Bookstore ML — the "recommendations" thread (Part 12)

This tree is the worked example for Part 12 — Kubernetes for Machine Learning. It is additive: it does not modify the Bookstore app (../app/), the canonical manifests (../raw-manifests/, ../helm/, ../kustomize/), or any earlier examples/bookstore/* tree. Everything here is new and lives in its own PSA-restricted namespace.

The use case

A recommendations model: item-to-item "customers who bought X also bought Y", derived from the Bookstore's own data.

  • Dataset — the Bookstore's catalog and orders data (the real schema the app uses; see ../app/catalog/main.go and ../app/orders/main.go). Synthetic and generated, not shipped — see dataset/README.md.
  • Model — item co-occurrence / item-kNN. For each pair of books, count how often they appear in orders "together" (per customer/basket proxy), normalise (cosine / Jaccard over the co-occurrence matrix), and keep the top-K neighbours per book. This is a classic, tiny, deterministic recommender computed with NumPy/scikit-learn-class libraries — no deep learning, no GPU required.
  • Why deliberately tiny — so the entire train → register → serve path runs CPU-only on kind, with zero GPU. GPUs are introduced (Part 12 ch.02) and gang/queue scheduling (ch.03) using this same model as the "now scale training up" example — honestly marked: those steps need a real GPU node pool, and a CPU fallback that genuinely runs is always provided.

The plan (the MLOps loop, mapped to this tree)

 data ──► prep/train ──► evaluate ──► register ──► serve ──► monitor ──► retrain
   │           │                                     │
   └ catalog   └ co-occurrence + top-K              └ tiny HTTP API: GET
     + orders     (NumPy; CPU; 2-worker "gang"        /recommend?book_id=…
     (synthetic)   demo in ch.03)                      → top-K book ids
Dir Phase Status
dataset/ data shape (synthetic, generated) this phase (X3a) — stub
gpu/ a restricted GPU training Pod (the scale-up path) this phase (X3a) — ch.02
batch/ Kueue queue/flavor + a JobSet "training" (CPU, gang) this phase (X3a) — ch.03
train/ the real CPU training Job + model artifact X3b (forward-ref)
serve/ the recommendations serving Deployment/KServe X3b (forward-ref)
pipeline/ the whole loop as a pipeline X3c (forward-ref)

The namespace contract (read this before applying anything)

Everything here targets the bookstore-ml namespace, which is labelled PSA enforce: restricted (plus audit + warn), exactly like the app's bookstore namespace (Part 05 ch.02).

kubectl create namespace bookstore-ml
kubectl label namespace bookstore-ml \
  app.kubernetes.io/part-of=bookstore-ml \
  pod-security.kubernetes.io/enforce=restricted \
  pod-security.kubernetes.io/enforce-version=latest \
  pod-security.kubernetes.io/audit=restricted \
  pod-security.kubernetes.io/audit-version=latest \
  pod-security.kubernetes.io/warn=restricted \
  pod-security.kubernetes.io/warn-version=latest --overwrite

Every Pod in this tree is restricted-compliant: runAsNonRoot: true, a non-root runAsUser, allowPrivilegeEscalation: false, capabilities.drop: ["ALL"], seccompProfile.type: RuntimeDefault, and only restricted-allowed volume types (emptyDir, configMap, secret, persistentVolumeClaim, projected, downwardAPI).
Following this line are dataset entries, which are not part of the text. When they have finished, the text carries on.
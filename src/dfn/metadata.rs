//! Field metadata micro-grammar.
//!
//! The third segment of a field clause is a comma-separated list of
//! optional `UNIT=` / `NAME=` / `NULL=` entries. Keys are case-sensitive
//! and matched anywhere in a chunk; anything unrecognized lands in the
//! single comment slot, last one wins. That last-wins behavior is an
//! accepted quirk of the source format, kept for compatibility.

use std::sync::LazyLock;

use regex::Regex;

static UNIT_RE: LazyLock<Regex> =
    LazyLock::new(|| Regex::new(r"UNITS? *= *(.*)").expect("unit pattern"));
static NAME_RE: LazyLock<Regex> =
    LazyLock::new(|| Regex::new(r"NAME *= *(.*)").expect("name pattern"));
static NULL_RE: LazyLock<Regex> =
    LazyLock::new(|| Regex::new(r"NULL *= *(.*)").expect("null pattern"));

/// Metadata parsed from one field clause.
#[derive(Debug, Clone, Default, PartialEq)]
pub struct FieldMetadata {
    pub unit: Option<String>,
    pub long_name: Option<String>,
    pub null_value: Option<String>,
    pub comment: Option<String>,
}

/// Parse the metadata segment of a field clause.
pub fn parse_metadata(segment: &str) -> FieldMetadata {
    let mut meta = FieldMetadata::default();
    for chunk in segment.split(',') {
        let chunk = chunk.trim();
        if let Some(caps) = UNIT_RE.captures(chunk) {
            meta.unit = Some(caps[1].to_string());
            continue;
        }
        if let Some(caps) = NAME_RE.captures(chunk) {
            meta.long_name = Some(caps[1].to_string());
            continue;
        }
        if let Some(caps) = NULL_RE.captures(chunk) {
            meta.null_value = Some(caps[1].to_string());
            continue;
        }
        if !chunk.is_empty() {
            meta.comment = Some(chunk.to_string());
        }
    }
    meta
}

#[cfg(test)]
mod tests {
    use super::*;

    #[test]
    fn test_parse_all_keys() {
        let meta = parse_metadata("UNIT=m, NAME=Easting, NULL=-9999");
        assert_eq!(meta.unit.as_deref(), Some("m"));
        assert_eq!(meta.long_name.as_deref(), Some("Easting"));
        assert_eq!(meta.null_value.as_deref(), Some("-9999"));
        assert!(meta.comment.is_none());
    }

    #[test]
    fn test_units_spelling() {
        let meta = parse_metadata("UNITS = mS/m");
        assert_eq!(meta.unit.as_deref(), Some("mS/m"));
    }

    #[test]
    fn test_key_matched_anywhere_in_chunk() {
        // the key pattern is a search, so a prefixed key still matches
        let meta = parse_metadata("LONG NAME = Fiducial number");
        assert_eq!(meta.long_name.as_deref(), Some("Fiducial number"));
    }

    #[test]
    fn test_unrecognized_chunk_becomes_comment() {
        let meta = parse_metadata("some free text");
        assert_eq!(meta.comment.as_deref(), Some("some free text"));
    }

    #[test]
    fn test_last_unmatched_chunk_wins() {
        let meta = parse_metadata("first comment, NULL=-9999, second comment");
        assert_eq!(meta.null_value.as_deref(), Some("-9999"));
        assert_eq!(meta.comment.as_deref(), Some("second comment"));
    }

    #[test]
    fn test_keys_are_case_sensitive() {
        let meta = parse_metadata("unit=m");
        assert!(meta.unit.is_none());
        assert_eq!(meta.comment.as_deref(), Some("unit=m"));
    }
}
//! Date helper functions

use chrono::{DateTime, Local, NaiveDate, NaiveDateTime};

/// Today's local date as `YYYY-MM-DD`
pub fn today() -> String {
    Local::now().format("%Y-%m-%d").to_string()
}

/// Current local time in the format written by `new`
pub fn now_datetime() -> String {
    Local::now().format("%Y-%m-%d %H:%M:%S").to_string()
}

/// Parse a front-matter date string into a sortable timestamp
///
/// Offset-bearing values are normalised to UTC; everything else is taken
/// as written.
///
/// # Examples
/// ```ignore
/// parse_date("2024-01-15")          // -> 2024-01-15 00:00:00
/// parse_date("2024/01/15 10:30")    // -> 2024-01-15 10:30:00
/// ```
pub fn parse_date(s: &str) -> Option<NaiveDateTime> {
    let s = s.trim();
    if s.is_empty() {
        return None;
    }

    if let Ok(dt) = DateTime::parse_from_rfc3339(s) {
        return Some(dt.naive_utc());
    }

    let offset_formats = ["%Y-%m-%dT%H:%M:%S%z", "%Y-%m-%dT%H:%M:%S%.f%z"];
    for fmt in offset_formats {
        if let Ok(dt) = DateTime::parse_from_str(s, fmt) {
            return Some(dt.naive_utc());
        }
    }

    let datetime_formats = [
        "%Y-%m-%d %H:%M:%S",
        "%Y/%m/%d %H:%M:%S",
        "%Y-%m-%d %H:%M",
        "%Y/%m/%d %H:%M",
        "%Y-%m-%dT%H:%M:%S",
        "%Y-%m-%dT%H:%M:%S%.f",
    ];
    for fmt in datetime_formats {
        if let Ok(dt) = NaiveDateTime::parse_from_str(s, fmt) {
            return Some(dt);
        }
    }

    for fmt in ["%Y-%m-%d", "%Y/%m/%d"] {
        if let Ok(d) = NaiveDate::parse_from_str(s, fmt) {
            return d.and_hms_opt(0, 0, 0);
        }
    }

    None
}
This matters: many GPU/ML/notebook base images default to root and would be rejected by PSA — Part 12 ch.02 teaches the compliant securityContext that still works on a CUDA image. ML pods are not exempt from Pod Security.

CRD-backed manifests here

gpu/ is a plain Job (built-in — dry-runs cleanly). batch/ contains CRD-backed objects (Kueue ResourceFlavor/ClusterQueue/LocalQueue, JobSet JobSet). Each such file's header carries the documented CRD-intrinsic note (identical precedent to the guide's raw-manifests/51-, 70-, 83-, the argocd/, operators/, chaos/ files): a client dry-run prints no matches for kind "…" until the operator/CRDs are installed; the schema is correct. Install Kueue/JobSet via pinned Helm (own namespaces) as the chapter shows — never kubectl apply -f .../releases/latest/download/<FILE>.yaml.

Operators and accelerators install elsewhere

The NVIDIA GPU Operator, Kueue, JobSet controller, and Volcano install into their own system namespaces via pinned Helm charts (or the project's pinned, documented installer) — see Part 12 ch.02 (GPU Operator) and ch.03 (Kueue/JobSet). They are infrastructure, not part of this tree.